BANGKAPOS.COM - Inilah profil Wakil Kepala Badan Gizi Nasional (BGN) Mayjen TNI (Purn.) Trenggono yang minta maaf soal kasus ratusan santri diduga keracunan MBG.
Trenggono mendatangi Pondok Pesantren Manbaul Hikam, Kabupaten Sidoarjo, Jawa Timur, Jumat (4/9/2026).
Kunjungan tersebut dilakukan setelah ratusan santri diduga mengalami gangguan kesehatan usai menyantap makanan dari program Makan Bergizi Gratis (MBG).
Trenggono hadir untuk melihat secara langsung kondisi para santri sekaligus mengetahui proses penanganan yang dilakukan di lokasi.
Ia juga bertemu dengan pihak pengasuh pondok pesantren dan menyampaikan permintaan maaf dari BGN atas kejadian tersebut.
Dalam kunjungannya, Trenggono didampingi sejumlah pejabat pemerintah.
Baca juga: Timnas Indonesia Tuan Rumah FIFA ASEAN Cup 2026, Ini Jadwal 3 Laga Grup dan Format Pertandingan
Ia mengatakan kedatangan tersebut bertujuan untuk memperoleh gambaran langsung mengenai kondisi yang terjadi di Pondok Pesantren Manbaul Hikam.
“Kami dari BGN, kemudian Ibu Menteri, langsung dari Kementerian PPA, kemudian dari Staf Kepresidenan hadir di sini dalam melihat dari dekat kejadian yang terjadi di Pondok Pesantren Manbaul Hikam,” kata Trenggono, dikutip SURYA.co.id dari Tribunnews.
Berdasarkan informasi yang diterima, sekitar 740 santri disebut terdampak dalam kejadian tersebut.
Sebanyak 22 orang masih menjalani perawatan di rumah sakit, sedangkan santri lainnya telah diperbolehkan pulang dan dilaporkan dalam kondisi baik.
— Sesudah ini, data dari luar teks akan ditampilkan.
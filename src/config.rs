//! Verifier configuration.
//!
//! Every setting has a default; [`VerifierConfig::from_env`] overrides them
//! from `RAG_AUDIT_*` environment variables.

use serde::{Deserialize, Serialize};
use std::path::PathBuf;
use std::str::FromStr;

use crate::error::{Error, Result};
use crate::llm::{LlmReasoningProvider, Provider};
use crate::verify::{CitationGrammar, JudgeConfig};

/// Deployment environment; controls whether error details reach callers.
#[derive(Debug, Clone, Copy, PartialEq, Eq, Default, Serialize, Deserialize)]
#[serde(rename_all = "snake_case")]
pub enum Environment {
    Development,
    #[default]
    Production,
}

impl Environment {
    /// Whether infrastructure failures may carry diagnostic detail.
    pub fn exposes_error_details(self) -> bool {
        self == Self::Development
    }
}

impl FromStr for Environment {
    type Err = String;

    fn from_str(s: &str) -> std::result::Result<Self, Self::Err> {
        match s.trim().to_ascii_lowercase().as_str() {
            "development" | "dev" => Ok(Self::Development),
            "production" | "prod" => Ok(Self::Production),
            other => Err(format!("unknown environment '{}'", other)),
        }
    }
}

/// Configuration for a [`crate::Verifier`].
#[derive(Debug, Clone, PartialEq, Eq, Serialize, Deserialize)]
pub struct VerifierConfig {
    /// Reasoning provider backing the grounding judge
    pub provider: Provider,
    /// Bound on a single provider call, in milliseconds
    pub attempt_timeout_ms: u64,
    /// Judge retry and deadline settings
    pub judge: JudgeConfig,
    /// Citation marker grammar version
    pub citation_grammar: CitationGrammar,
    /// Deployment environment
    pub environment: Environment,
    /// SQLite audit log location; audit records are only traced when unset
    #[serde(default, skip_serializing_if = "Option::is_none")]
    pub audit_db_path: Option<PathBuf>,
}

impl Default for VerifierConfig {
    fn default() -> Self {
        Self {
            provider: Provider::OpenAI,
            attempt_timeout_ms: LlmReasoningProvider::DEFAULT_TIMEOUT_MS,
            judge: JudgeConfig::default(),
            citation_grammar: CitationGrammar::default(),
            environment: Environment::default(),
            audit_db_path: None,
        }
    }
}

impl VerifierConfig {
    /// Load configuration from the environment.
    ///
    /// | Variable | Meaning |
    /// |---|---|
    /// | `RAG_AUDIT_PROVIDER` | `openai` or `anthropic` |
    /// | `RAG_AUDIT_ATTEMPT_TIMEOUT_MS` | per-call provider timeout |
    /// | `RAG_AUDIT_MAX_ATTEMPTS` | judge attempts including the first |
    /// | `RAG_AUDIT_DEADLINE_MS` | deadline across all judge attempts |
    /// | `RAG_AUDIT_CITATION_GRAMMAR` | `v0` or `v1` |
    /// | `RAG_AUDIT_ENV` | `development` or `production` |
    /// | `RAG_AUDIT_DB_PATH` | SQLite audit log file |
    pub fn from_env() -> Result<Self> {
        let mut config = Self::default();

        if let Some(provider) = env_parse("RAG_AUDIT_PROVIDER")? {
            config.provider = provider;
        }
        if let Some(ms) = env_parse("RAG_AUDIT_ATTEMPT_TIMEOUT_MS")? {
            config.attempt_timeout_ms = ms;
        }
        if let Some(attempts) = env_parse::<u32>("RAG_AUDIT_MAX_ATTEMPTS")? {
            if attempts == 0 {
                return Err(Error::config("RAG_AUDIT_MAX_ATTEMPTS must be at least 1"));
            }
            config.judge = config.judge.with_max_attempts(attempts);
        }
        if let Some(ms) = env_parse("RAG_AUDIT_DEADLINE_MS")? {
            config.judge = config.judge.with_deadline_ms(ms);
        }
        if let Some(grammar) = env_parse("RAG_AUDIT_CITATION_GRAMMAR")? {
            config.citation_grammar = grammar;
        }
        if let Some(environment) = env_parse("RAG_AUDIT_ENV")? {
            config.environment = environment;
        }
        config.audit_db_path = std::env::var_os("RAG_AUDIT_DB_PATH").map(PathBuf::from);

        Ok(config)
    }

    pub fn with_judge(mut self, judge: JudgeConfig) -> Self {
        self.judge = judge;
        self
    }

    pub fn with_citation_grammar(mut self, grammar: CitationGrammar) -> Self {
        self.citation_grammar = grammar;
        self
    }

    pub fn with_environment(mut self, environment: Environment) -> Self {
        self.environment = environment;
        self
    }
}

/// Parse an optional environment variable.
///
/// Unset or blank variables yield `None`; unparsable values are a
/// configuration error naming the variable.
pub(crate) fn env_parse<T>(key: &str) -> Result<Option<T>>
where
    T: FromStr,
    T::Err: std::fmt::Display,
{
    match std::env::var(key) {
        Ok(raw) if !raw.trim().is_empty() => raw
            .trim()
            .parse::<T>()
            .map(Some)
            .map_err(|e| Error::config(format!("invalid {}='{}': {}", key, raw, e))),
        _ => Ok(None),
    }
}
Peristiwa ini menjadi perhatian karena berkaitan langsung dengan pelaksanaan program MBG, terutama mengenai keamanan makanan serta kepatuhan terhadap prosedur yang berlaku di dapur penyedia makanan.
Selain memantau kondisi korban, Trenggono menyampaikan permohonan maaf kepada pihak pesantren dan para penerima manfaat MBG.
“Kami sampaikan juga permohonan maaf kami atas mungkin kelalaian ataupun ketidakpatuhan petugas dapur dalam mengoperasikan dapur sehingga ada kejadian ini,” katanya.
Ia menyebut dugaan kelalaian maupun ketidakpatuhan terhadap prosedur akan menjadi bagian dari pemeriksaan lebih lanjut.
Trenggono juga memberikan apresiasi kepada Bupati Sidoarjo Subandi karena dinilai cepat dalam menangani para santri yang mengalami gangguan kesehatan.
Sebagai langkah awal, operasional Satuan Pelayanan Pemenuhan Gizi (SPPG) yang berkaitan dengan kejadian tersebut dihentikan sementara.
BGN akan melakukan pemeriksaan untuk mengetahui penyebab insiden secara lebih menyeluruh.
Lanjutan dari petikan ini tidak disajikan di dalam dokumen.